Kumar R, Ansari M A, Borthakur D, Nomani K, Gupta S, Singh S
Department of Anatomy, AIIMS, Patna, India.
Department of Anatomy, AIIMS, New Delhi, India.
Clin Ter. 2023 Mar-Apr;174(2):185-188. doi: 10.7417/CT.2023.2517.
Suprascapular notch is present at superior border of scapula just medial to coracoid process. This is covered by superior transverse scapular ligament (STSL). Suprascapular nerve passes below this ligament while suprascapular vessels pass above it. STSL ossification is a rare finding with variable incidences in different population groups.
We observed 60 dry bony scapulae, 30 prosected formalin fixed upper limbs with scapula and 10 embalmed cadavers for the presence of ossified STSL.

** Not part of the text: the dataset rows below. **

//! Result aggregation and reporting.
//!
//! Collects check results and generates summaries.

use crate::{Check, CheckCategory, CheckResult};
use serde::Serialize;

/// Result summary statistics
#[derive(Debug, Clone, Default, PartialEq, Eq, Serialize)]
pub struct ResultSummary {
    pub passed: u32,
    pub failed: u32,
    pub skipped: u32,
    pub total: u32,
    pub total_duration_ms: u64,
}

impl ResultSummary {
    fn from_checks(checks: &[Check]) -> Self {
        let mut summary = ResultSummary::default();

        for check in checks {
            summary.total += 1;

            match &check.result {
                Some(CheckResult::Pass { duration_ms, .. }) => {
                    summary.passed += 1;
                    summary.total_duration_ms += duration_ms;
                }
                Some(CheckResult::Fail { duration_ms, .. }) => {
                    summary.failed += 1;
                    summary.total_duration_ms += duration_ms;
                }
                Some(CheckResult::Skip { .. }) | None => {
                    summary.skipped += 1;
                }
            }
        }

        summary
    }
}

/// Report of one run: every executed check with its result and evidence
#[derive(Debug, Clone, Serialize)]
pub struct ValidationReport {
    pub timestamp: u64,
    /// Where the objects under test came from
    pub source: String,
    pub checks: Vec<Check>,
    pub total_duration_ms: u64,
    /// Discovery lookups that failed without stopping the run
    pub discovery_errors: Vec<String>,
}

impl ValidationReport {
    /// Create a new empty report
    pub fn new() -> Self {
        ValidationReport {
            timestamp: get_unix_timestamp(),
            source: String::new(),
            checks: Vec::new(),
            total_duration_ms: 0,
            discovery_errors: Vec::new(),
        }
    }

    /// Calculate summary statistics
    pub fn summary(&self) -> ResultSummary {
        ResultSummary::from_checks(&self.checks)
    }

    /// Look up a check by ID
    pub fn check(&self, id: &str) -> Option<&Check> {
        self.checks.iter().find(|c| c.id == id)
    }

    /// Every claims line of the run, in check order
    pub fn claims(&self) -> impl Iterator<Item = &str> {
        self.checks
            .iter()
            .flat_map(|c| c.claims.iter().map(String::as_str))
    }
}

impl Default for ValidationReport {
    fn default() -> Self {
        Self::new()
    }
}

/// Result aggregator for collecting check results
pub struct ResultAggregator {
    checks: Vec<Check>,
    source: String,
    total_duration_ms: u64,
    discovery_errors: Vec<String>,
}

impl ResultAggregator {
    pub fn new() -> Self {
        ResultAggregator {
            checks: Vec::new(),
            source: String::new(),
            total_duration_ms: 0,
            discovery_errors: Vec::new(),
        }
    }

    /// Record discovery lookups that failed but did not stop the run
    pub fn set_discovery_errors(&mut self, errors: Vec<String>) {
        self.discovery_errors = errors;
    }

    /// Set report metadata
    pub fn set_metadata(&mut self, source: String, total_duration_ms: u64) {
        self.source = source;
        self.total_duration_ms = total_duration_ms;
    }

    /// Add a completed check result
    pub fn add_result(&mut self, check: Check) {
        self.checks.push(check);
    }

    pub fn has_failures(&self) -> bool {
        self.checks
            .iter()
            .any(|c| matches!(&c.result, Some(CheckResult::Fail { .. })))
    }

    pub fn get_summary(&self) -> ResultSummary {
        ResultSummary::from_checks(&self.checks)
    }

    pub fn get_by_category(&self, category: CheckCategory) -> Vec<&Check> {
        self.checks
            .iter()
            .filter(|c| c.category == category)
            .collect()
    }

    pub fn get_failures(&self) -> Vec<&Check> {
        self.checks
            .iter()
            .filter(|c| matches!(&c.result, Some(CheckResult::Fail { .. })))
            .collect()
    }

    /// Create final validation report
    pub fn to_report(&self) -> ValidationReport {
        ValidationReport {
            timestamp: get_unix_timestamp(),
            source: self.source.clone(),
            checks: self.checks.clone(),
            total_duration_ms: self.total_duration_ms,
            discovery_errors: self.discovery_errors.clone(),
        }
    }
}

impl Default for ResultAggregator {
    fn default() -> Self {
        Self::new()
    }
}

/// Get current Unix timestamp
pub fn get_unix_timestamp() -> u64 {
    std::time::SystemTime::now()
        .duration_since(std::time::UNIX_EPOCH)
        .map(|d| d.as_secs())
        .unwrap_or(0)
}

There were complete ossification of STSL in two dried bony specimens of sacpula.
Ossified STSL may be the causative factor for suprascapular neuropathy. The mainstay of management in cases of neuropathy or compression of suprascapular nerve is release of suprascapular ligament by either open or arthroscopic surgical approach. So, it is extremely important to know this type of variation to minimize any damage to related structure and plan the management accordingly.
肩胛上切迹位于肩胛骨上缘,恰在喙突内侧。它被肩胛上横韧带(STSL)覆盖。肩胛上神经从该韧带下方通过,而肩胛上血管从其上方通过。STSL骨化是一种罕见的发现,在不同人群中的发生率各不相同。
我们观察了60块干燥的肩胛骨、30个经福尔马林固定并带有肩胛骨的上肢标本以及10具防腐尸体,以检查是否存在骨化的STSL。
在两块干燥的肩胛骨标本中发现了STSL完全骨化。
STSL骨化可能是肩胛上神经病变的致病因素。对于肩胛上神经病变或受压病例,主要的治疗方法是通过开放或关节镜手术方法松解肩胛上韧带。因此,了解这种变异类型对于尽量减少对相关结构的任何损伤并相应地规划治疗至关重要。